Looking southeast from the site.
One of the secrets of this site is that the elevation is around 6800 feet so you have elevation to get above the haze and the views are wide open. This southern view is tremendous year round!
Well after taking these pictures, I put down my ground cover, talked with my friend Jeff and his son Nathan (my son is also Nathan but Jeff's Nathan I REALLY like when he comes out. He really helps out and he is so positive and cheerful that he reminds me of my Nathan and he simply brightens the mood of all around!) and then brought out the equipment cases and the scope. I assembled the scope rather quickly and everything was going good. After assembly I brought out the Howie Glatter Laser and TuBlug and got to task of collimating my scope. I was rather excited because since August when I gave it a good all around collimation using my Catseye tools and my Howie Glatter tools the scope had been holding collimation with only a minor tweak needed each session. Last session though the scope for the first time had a problem holding collimation down low and when I put in the Glatter 635n laser, it was all over the place. I assumed I had a major issue, so I called my friend Jeff over to help. No, collimation was holding but the screw that attached the curved spider to the bracket on the ring, had fallen out. The spider was now loose.
We looked for the missing bolt (I found it the next day in the back of the Outback when I unloaded) but no luck. I was actually pretty downcast. Then a red SUV pulled up with two club members, Denise and Marlene and Marlene's husband Larry. Marlene saved me by having an extra allen socket bolt that fit into the spider allowing me to secure the spider and to gain and hold collimation. I then inspected the scope and especially the upper ring in detail, and found that the upper ring and the spider were connected via a bracket and a wood screw that went into the upper ring. Well the wood screws did not hold the weight of the Destiny Observatory grade spider. So the next day I tried a fix and now I have fixed the scope. I'll post more on that in a few days but basically I moved the spider six inches and then drilled a hole and put in 1/32nd bolts and used a washer and a nut to secure them to the ring. Firm as can be, steady and I will now simply check the nut and bolt to ensure that they remain tight prior to leaving for a session. Here are some pics.
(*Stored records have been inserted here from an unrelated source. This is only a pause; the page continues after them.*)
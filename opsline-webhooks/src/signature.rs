//! Webhook signature generation and verification

use hmac::{Hmac, Mac};
use sha2::Sha256;

type HmacSha256 = Hmac<Sha256>;

/// HMAC-SHA256 signer for outbound webhook bodies.
///
/// The signature is the lowercase hex digest of the exact body bytes, so a
/// receiver can recompute it from the raw request body and its secret.
#[derive(Clone)]
pub struct WebhookSignature {
    secret: String,
}

impl std::fmt::Debug for WebhookSignature {
    fn fmt(&self, f: &mut std::fmt::Formatter<'_>) -> std::fmt::Result {
        f.debug_struct("WebhookSignature").finish_non_exhaustive()
    }
}

impl WebhookSignature {
    /// Create a signer with the given secret
    pub fn new(secret: impl Into<String>) -> Self {
        Self {
            secret: secret.into(),
        }
    }

    /// Hex HMAC-SHA256 of the body
    pub fn sign(&self, body: &[u8]) -> String {
        let mut mac =
            HmacSha256::new_from_slice(self.secret.as_bytes()).expect("HMAC can take any size key");
        mac.update(body);
        hex::encode(mac.finalize().into_bytes())
    }

    /// Check a hex signature against the body
    pub fn verify(&self, body: &[u8], signature: &str) -> bool {
        constant_time_compare(&self.sign(body), &signature.to_ascii_lowercase())
    }
}

/// Constant-time string comparison
pub(crate) fn constant_time_compare(a: &str, b: &str) -> bool {
    if a.len() != b.len() {
        return false;
    }

    let mut result = 0u8;
    for (x, y) in a.bytes().zip(b.bytes()) {
        result |= x ^ y;
    }
    result == 0
}

/// Header names used on outbound webhooks and worker responses
pub mod headers {
    /// Hex HMAC-SHA256 of the body
    pub const SIGNATURE: &str = "X-Webhook-Signature";

    /// RFC 3339 time the envelope was sealed
    pub const TIMESTAMP: &str = "X-Webhook-Timestamp";

    /// Event type of the body
    pub const EVENT_TYPE: &str = "X-Webhook-Event";

    /// Event ID, stable across redeliveries
    pub const WEBHOOK_ID: &str = "X-Webhook-Id";

    /// Set on worker responses the queue must not retry
    pub const NON_RETRYABLE: &str = "X-Queue-NonRetryable";
}
//! In-app channel.

use async_trait::async_trait;
use opsline_events::DomainEvent;
use std::sync::Arc;
use tracing::debug;

use crate::{
    ChannelKind, NotificationChannel, NotificationStore, NotificationTemplates, Result,
    StoredNotification,
};

/// Writes one row per event to the tenant's notification feed.
#[derive(Clone)]
pub struct InAppChannel {
    store: Arc<dyn NotificationStore>,
    templates: Arc<NotificationTemplates>,
}

impl InAppChannel {
    pub fn new(store: Arc<dyn NotificationStore>, templates: Arc<NotificationTemplates>) -> Self {
        Self { store, templates }
    }
}

#[async_trait]
impl NotificationChannel for InAppChannel {
    fn kind(&self) -> ChannelKind {
        ChannelKind::InApp
    }

    async fn deliver(&self, event: &DomainEvent) -> Result<()> {
        let rendered = self.templates.render(event);
        let notification = StoredNotification::new(
            event.tenant_id.clone(),
            event.event_type.clone(),
            rendered.title,
            rendered.body,
            event.payload.clone(),
        );
        let id = notification.id;

        self.store.insert(notification).await?;
        debug!(tenant_id = %event.tenant_id, notification_id = %id, "in-app notification stored");
        Ok(())
    }
}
Above you can see the bolt that I used to put through the hold I drilled and then secured it on the other side with a washer and a bolt. I kept the wood circle between the bolt and upper ring. Easy fix, one I don't think I should have had to do. Then again, a dob is always a work in progress.
Above you can see the bolt sticking through, the nut and the washer is hard to see but is there. A much more secure version that what I will show below.
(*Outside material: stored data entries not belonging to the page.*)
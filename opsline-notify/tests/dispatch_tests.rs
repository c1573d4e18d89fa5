//! Dispatcher integration tests with the shipped channels

use async_trait::async_trait;
use opsline_events::{EventBuilder, FieldValue, Fields};
use opsline_notify::*;
use parking_lot::Mutex;
use std::sync::Arc;

#[derive(Default)]
struct RecordingSms {
    sent: Mutex<Vec<(String, String)>>,
}

#[async_trait]
impl SmsSender for RecordingSms {
    async fn send(&self, tenant_id: &str, text: &str) -> Result<()> {
        self.sent.lock().push((tenant_id.to_string(), text.to_string()));
        Ok(())
    }
}

struct DownPush;

#[async_trait]
impl PushSender for DownPush {
    async fn send(&self, _: &str, _: &RenderedNotification, _: &Fields) -> Result<()> {
        Err(NotifyError::provider(ChannelKind::Push, "503 from provider"))
    }
}

#[tokio::test]
async fn test_in_app_and_sms_survive_push_outage() {
    let store = Arc::new(InMemoryNotificationStore::new());
    let sms = Arc::new(RecordingSms::default());
    let templates = Arc::new(NotificationTemplates::standard());

    let prefs = InMemoryChannelPreferences::new();
    prefs.enable("t-1", ChannelKind::InApp, EventSelection::All);
    prefs.enable("t-1", ChannelKind::Push, EventSelection::All);
    prefs.enable("t-1", ChannelKind::Sms, EventSelection::only(["appointment.confirmed"]));

    let dispatcher = NotificationDispatcher::builder(Arc::new(prefs))
        .channel(InAppChannel::new(store.clone(), templates.clone()))
        .channel(PushChannel::new(Arc::new(DownPush), templates.clone()))
        .channel(SmsChannel::new(sms.clone(), templates))
        .build();

    let event = EventBuilder::new("appointment.confirmed", "t-1", "appt-1")
        .field("customer_name", "Ada")
        .field("staff_name", "Grace")
        .field("starts_at", "09:00")
        .build();

    let report = dispatcher.dispatch(event).wait().await;
    assert_eq!(report.delivered(), vec![ChannelKind::InApp, ChannelKind::Sms]);
    assert_eq!(report.failed(), vec![ChannelKind::Push]);

    let rows = store.list("t-1", ListQuery::default()).await.unwrap();
    assert_eq!(rows.len(), 1);
    assert_eq!(rows[0].title, "Appointment confirmed");
    assert_eq!(rows[0].body, "Ada with Grace at 09:00");
    assert_eq!(rows[0].notification_type, "appointment.confirmed");
    assert!(!rows[0].is_read);

    let sent = sms.sent.lock().clone();
    assert_eq!(
        sent,
        vec![(
            "t-1".to_string(),
            "Appointment confirmed: Ada with Grace at 09:00".to_string()
        )]
    );
}

#[tokio::test]
async fn test_notify_builds_the_event() {
    let store = Arc::new(InMemoryNotificationStore::new());
    let dispatcher = NotificationDispatcher::builder(Arc::new(InMemoryChannelPreferences::new()))
        .channel(InAppChannel::new(store.clone(), Arc::new(NotificationTemplates::new())))
        .build();

    let mut fields = Fields::new();
    fields.insert("rating".into(), FieldValue::Int(5));

    let handle = dispatcher.notify("t-2", "review.received", "rev-1", fields);
    assert!(handle.wait().await.all_delivered());

    assert_eq!(store.unread_count("t-2").await.unwrap(), 1);
    let rows = store.list("t-2", ListQuery::default()).await.unwrap();
    assert_eq!(rows[0].title, "Review received");
    assert_eq!(rows[0].body, "Rating: 5");
}

#[test]
fn test_stored_notification_wire_shape() {
    let n = StoredNotification::new("t-1", "order.created", "New order", "body", Fields::new());
    let json = serde_json::to_value(&n).unwrap();
    assert_eq!(json["type"], "order.created");
    assert_eq!(json["is_read"], false);
}
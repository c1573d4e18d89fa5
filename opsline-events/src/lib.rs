//! Domain events for Opsline
//!
//! A [`DomainEvent`] is the immutable record of one completed write: which
//! tenant, which record, what happened and the display-ready fields a
//! notification needs. Channels render messages from the payload alone and
//! never go back to the system of record.
//!
//! ## Quick Start
//!
//! ```rust
//! use opsline_events::{EventBuilder, FieldValue};
//!
//! let event = EventBuilder::new("appointment.confirmed", "tenant-1", "appt-42")
//!     .field("customer_name", "Ada Lovelace")
//!     .field("staff_name", "Grace Hopper")
//!     .field("starts_at", "2024-05-01T09:00:00Z")
//!     .build();
//!
//! assert_eq!(event.event_type, "appointment.confirmed");
//! assert_eq!(event.field("staff_name"), Some(&FieldValue::from("Grace Hopper")));
//! ```

pub mod catalog;
pub mod error;
pub mod event;

pub use catalog::{EventSpec, required_fields, spec_for};
pub use error::EventError;
pub use event::{DomainEvent, EventBuilder, FieldValue, Fields, build};

/// Result type for event operations
pub type Result<T> = std::result::Result<T, EventError>;
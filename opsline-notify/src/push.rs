//! Push channel.

use async_trait::async_trait;
use opsline_events::{DomainEvent, Fields};
use std::sync::Arc;

use crate::{ChannelKind, NotificationChannel, NotificationTemplates, RenderedNotification, Result};

/// Sends a rendered notification to a tenant's registered devices.
///
/// Device registration and provider wire formats live behind this trait.
#[async_trait]
pub trait PushSender: Send + Sync {
    async fn send(
        &self,
        tenant_id: &str,
        notification: &RenderedNotification,
        data: &Fields,
    ) -> Result<()>;
}

/// Push notification channel.
#[derive(Clone)]
pub struct PushChannel {
    sender: Arc<dyn PushSender>,
    templates: Arc<NotificationTemplates>,
}

impl PushChannel {
    pub fn new(sender: Arc<dyn PushSender>, templates: Arc<NotificationTemplates>) -> Self {
        Self { sender, templates }
    }
}

#[async_trait]
impl NotificationChannel for PushChannel {
    fn kind(&self) -> ChannelKind {
        ChannelKind::Push
    }

    async fn deliver(&self, event: &DomainEvent) -> Result<()> {
        let rendered = self.templates.render(event);
        self.sender
            .send(&event.tenant_id, &rendered, &event.payload)
            .await
    }
}
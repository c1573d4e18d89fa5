//! Error types for webhook operations

use thiserror::Error;

/// Errors that can occur during webhook operations
#[derive(Error, Debug)]
pub enum WebhookError {
    /// HTTP request failed
    #[error("HTTP request failed: {0}")]
    HttpError(#[from] reqwest::Error),

    /// Invalid URL
    #[error("Invalid URL: {0}")]
    InvalidUrl(#[from] url::ParseError),

    /// Queue signature verification failed
    #[error("Signature verification failed: {0}")]
    SignatureInvalid(String),

    /// Queue signature missing from request
    #[error("Signature missing from request")]
    SignatureMissing,

    /// Payload serialization/deserialization failed
    #[error("Payload error: {0}")]
    PayloadError(String),

    /// The durable queue refused the job
    #[error("Queue rejected job with status {status}: {message}")]
    QueueRejected { status: u16, message: String },

    /// Subscription lookup failed
    #[error("Subscription store error: {0}")]
    SubscriptionStore(String),

    /// Dead-letter sink failed
    #[error("Dead-letter sink error: {0}")]
    DeadLetterSink(String),
}

impl From<serde_json::Error> for WebhookError {
    fn from(err: serde_json::Error) -> Self {
        WebhookError::PayloadError(err.to_string())
    }
}

impl From<opsline_events::EventError> for WebhookError {
    fn from(err: opsline_events::EventError) -> Self {
        WebhookError::PayloadError(err.to_string())
    }
}
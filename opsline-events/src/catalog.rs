//! Known event types and the fields their notifications render.
//!
//! The catalogue documents what each producer is expected to send; the
//! builder only warns when a producer falls short.

/// Documented shape of one event type
#[derive(Debug, Clone, Copy, PartialEq, Eq)]
pub struct EventSpec {
    pub event_type: &'static str,
    pub required: &'static [&'static str],
}

const CATALOG: &[EventSpec] = &[
    EventSpec {
        event_type: "appointment.created",
        required: &["customer_name", "starts_at"],
    },
    EventSpec {
        event_type: "appointment.confirmed",
        required: &["customer_name", "staff_name", "starts_at"],
    },
    EventSpec {
        event_type: "appointment.cancelled",
        required: &["customer_name", "starts_at"],
    },
    EventSpec {
        event_type: "appointment.completed",
        required: &["customer_name", "staff_name"],
    },
    EventSpec {
        event_type: "booking.created",
        required: &["customer_name", "starts_at"],
    },
    EventSpec {
        event_type: "order.created",
        required: &["customer_name", "order_number", "total"],
    },
    EventSpec {
        event_type: "order.status_changed",
        required: &["order_number", "from_status", "to_status"],
    },
    EventSpec {
        event_type: "reservation.created",
        required: &["customer_name", "party_size", "starts_at"],
    },
    EventSpec {
        event_type: "reservation.status_changed",
        required: &["customer_name", "from_status", "to_status"],
    },
    EventSpec {
        event_type: "legal_case.status_changed",
        required: &["case_number", "from_status", "to_status"],
    },
    EventSpec {
        event_type: "repair.status_changed",
        required: &["ticket_number", "from_status", "to_status"],
    },
    EventSpec {
        event_type: "invoice.paid",
        required: &["invoice_number", "amount"],
    },
    EventSpec {
        event_type: "quote.accepted",
        required: &["quote_number", "customer_name"],
    },
    EventSpec {
        event_type: "support_ticket.created",
        required: &["subject", "customer_name"],
    },
    EventSpec {
        event_type: "review.received",
        required: &["customer_name", "rating"],
    },
];

/// Every catalogued event type
pub fn all() -> &'static [EventSpec] {
    CATALOG
}

/// Catalogue entry for an event type
pub fn spec_for(event_type: &str) -> Option<&'static EventSpec> {
    CATALOG.iter().find(|spec| spec.event_type == event_type)
}

/// Required fields for an event type; empty for uncatalogued types
pub fn required_fields(event_type: &str) -> &'static [&'static str] {
    spec_for(event_type).map(|spec| spec.required).unwrap_or(&[])
}

#[cfg(test)]
mod tests {
    use super::*;

    #[test]
    fn test_lookup() {
        assert_eq!(
            required_fields("invoice.paid"),
            &["invoice_number", "amount"]
        );
        assert!(required_fields("custom.thing").is_empty());
        assert!(spec_for("order.created").is_some());
    }

    #[test]
    fn test_event_types_are_unique() {
        let mut types: Vec<_> = all().iter().map(|spec| spec.event_type).collect();
        types.sort_unstable();
        types.dedup();
        assert_eq!(types.len(), all().len());
    }
}
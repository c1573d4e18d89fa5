// Error types for configuration management

use thiserror::Error;

#[derive(Error, Debug)]
pub enum ConfigError {
    #[error("Failed to load configuration: {0}")]
    LoadError(String),

    #[error("Failed to parse configuration: {0}")]
    ParseError(String),

    #[error("Validation error: {0}")]
    ValidationError(String),

    #[error("Deserialization error: {0}")]
    DeserializationError(String),

    #[error("Invalid transition table: {0}")]
    Lifecycle(#[from] opsline_lifecycle::LifecycleError),
}

pub type Result<T> = std::result::Result<T, ConfigError>;
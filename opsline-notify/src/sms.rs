//! SMS channel.

use async_trait::async_trait;
use opsline_events::DomainEvent;
use std::sync::Arc;

use crate::{ChannelKind, NotificationChannel, NotificationTemplates, Result};

/// Longest message sent in one SMS segment set.
pub const MAX_SMS_LEN: usize = 320;

/// Sends a text message to a tenant's configured number.
#[async_trait]
pub trait SmsSender: Send + Sync {
    async fn send(&self, tenant_id: &str, text: &str) -> Result<()>;
}

/// SMS notification channel.
#[derive(Clone)]
pub struct SmsChannel {
    sender: Arc<dyn SmsSender>,
    templates: Arc<NotificationTemplates>,
}

impl SmsChannel {
    pub fn new(sender: Arc<dyn SmsSender>, templates: Arc<NotificationTemplates>) -> Self {
        Self { sender, templates }
    }

    /// `title: body`, cut at [`MAX_SMS_LEN`] characters.
    pub fn message_text(&self, event: &DomainEvent) -> String {
        let rendered = self.templates.render(event);
        let text = if rendered.body.is_empty() {
            rendered.title
        } else {
            format!("{}: {}", rendered.title, rendered.body)
        };
        truncate(text, MAX_SMS_LEN)
    }
}

fn truncate(text: String, max_chars: usize) -> String {
    if text.chars().count() <= max_chars {
        return text;
    }
    let mut short: String = text.chars().take(max_chars.saturating_sub(3)).collect();
    short.push_str("...");
    short
}

#[async_trait]
impl NotificationChannel for SmsChannel {
    fn kind(&self) -> ChannelKind {
        ChannelKind::Sms
    }

    async fn deliver(&self, event: &DomainEvent) -> Result<()> {
        let text = self.message_text(event);
        self.sender.send(&event.tenant_id, &text).await
    }
}

#[cfg(test)]
mod tests {
    use super::*;

    #[test]
    fn test_truncate() {
        assert_eq!(truncate("short".to_string(), 10), "short");
        assert_eq!(truncate("abcdefghijkl".to_string(), 10), "abcdefg...");
    }
}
Above is the wood screw that Dennis used to secure the spider to the upper ring. The problem on a large size dob like this is that the observatory grade curved spider from Destiny is too heavy to remain secure with just a wood screw with continued use. I shared this with Dennis and he is making the adjustment moving forward, so if you get a dob from Dennis, just make sure of this. You can also see the black screw that holds the spider to the L bracket here and I had to replace that. The bolt is inexpensive and I have a few extra just to be save but check the tightness of your bolts from time to time, probably every three to six months.
A better view of the L bracket holding the spider to the upper ring with a wood screw and the 1/4 inch wooden circle under the wood screw. I kept the wooden circle under each for spacing but the bolt system above is one that is well used. When I moved the spider and reattached it, I removed the secondary and then reattached it and gave the scope a great collimation job again using the Catseye and the Howie Glatter.
So there you go. A fix in the field, one that after a year I was disappointed to have happen, a temporary fix that let the observing occur and then a permanent fix and the scope is probably in better shape now. I would have simply drilled through each of the current holes for the wood screws, but the one in the last two images would go through the Moonlite Focuser plate and I didn't want that. So a simple moved is what I did.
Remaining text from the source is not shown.